The whole listing should be written out again exactly.

*** Begin section ***

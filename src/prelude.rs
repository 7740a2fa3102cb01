//! Commonly used items for convenient importing.
//!
//! The prelude re-exports the traits needed to call device operations and
//! the capability sets devices are usually handled through. Concrete types
//! such as buffers and executors are imported from their modules.
//!
//! ```
//! use polyio::{executor::RunQueue, pipe, prelude::*};
//!
//! let queue = RunQueue::new();
//! let (reader, writer) = pipe::connect(&queue.executor());
//!
//! let devices: [Box<dyn ExecutionContextProvider>; 2] = [Box::new(reader), Box::new(writer)];
//! assert!(devices.iter().all(|device| device.executor() == queue.executor()));
//! ```

pub use crate::{
    capability::{
        AsyncRandomAccessReadable, AsyncRandomAccessReadableExt, AsyncRandomAccessWritable,
        AsyncRandomAccessWritableExt, AsyncReadable, AsyncReadableExt, AsyncSignalWaitable,
        AsyncSignalWaitableExt, AsyncTimedWaitable, AsyncTimedWaitableExt, AsyncWaitable,
        AsyncWaitableExt, AsyncWritable, AsyncWritableExt, Cancellable, Closable,
        ExecutionContextProvider, RandomAccessReadable, RandomAccessWritable, Readable,
        TimedWaitable, Waitable, Writable,
    },
    capability_set,
    continuation::Continuation,
    initiate::{CompletionToken, UseFuture},
    sets::{
        ClosableReadStream, ClosableWriteStream, DuplexStream, RandomAccessDevice, ReadStream,
        SignalSet, WaitableDevice, WaitableTimer, WriteStream,
    },
};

*** End section ***

- [Reply to the exercise]
filename src/prelude.rs
repository 7740a2fa3102cb01
//! Commonly used items for convenient importing.
//!
//! The prelude re-exports the traits needed to call device operations and
//! the capability sets devices are usually handled through. Concrete types
//! such as buffers and executors are imported from their modules.
//!
//! ```
//! use polyio::{executor::RunQueue, pipe, prelude::*};
//!
//! let queue = RunQueue::new();
//! let (reader, writer) = pipe::connect(&queue.executor());
//!
//! let devices: [Box<dyn ExecutionContextProvider>; 2] = [Box::new(reader), Box::new(writer)];
//! assert!(devices.iter().all(|device| device.executor() == queue.executor()));
//! ```

pub use crate::{
    capability::{
        AsyncRandomAccessReadable, AsyncRandomAccessReadableExt, AsyncRandomAccessWritable,
        AsyncRandomAccessWritableExt, AsyncReadable, AsyncReadableExt, AsyncSignalWaitable,
        AsyncSignalWaitableExt, AsyncTimedWaitable, AsyncTimedWaitableExt, AsyncWaitable,
        AsyncWaitableExt, AsyncWritable, AsyncWritableExt, Cancellable, Closable,
        ExecutionContextProvider, RandomAccessReadable, RandomAccessWritable, Readable,
        TimedWaitable, Waitable, Writable,
    },
    capability_set,
    continuation::Continuation,
    initiate::{CompletionToken, UseFuture},
    sets::{
        ClosableReadStream, ClosableWriteStream, DuplexStream, RandomAccessDevice, ReadStream,
        SignalSet, WaitableDevice, WaitableTimer, WriteStream,
    },
};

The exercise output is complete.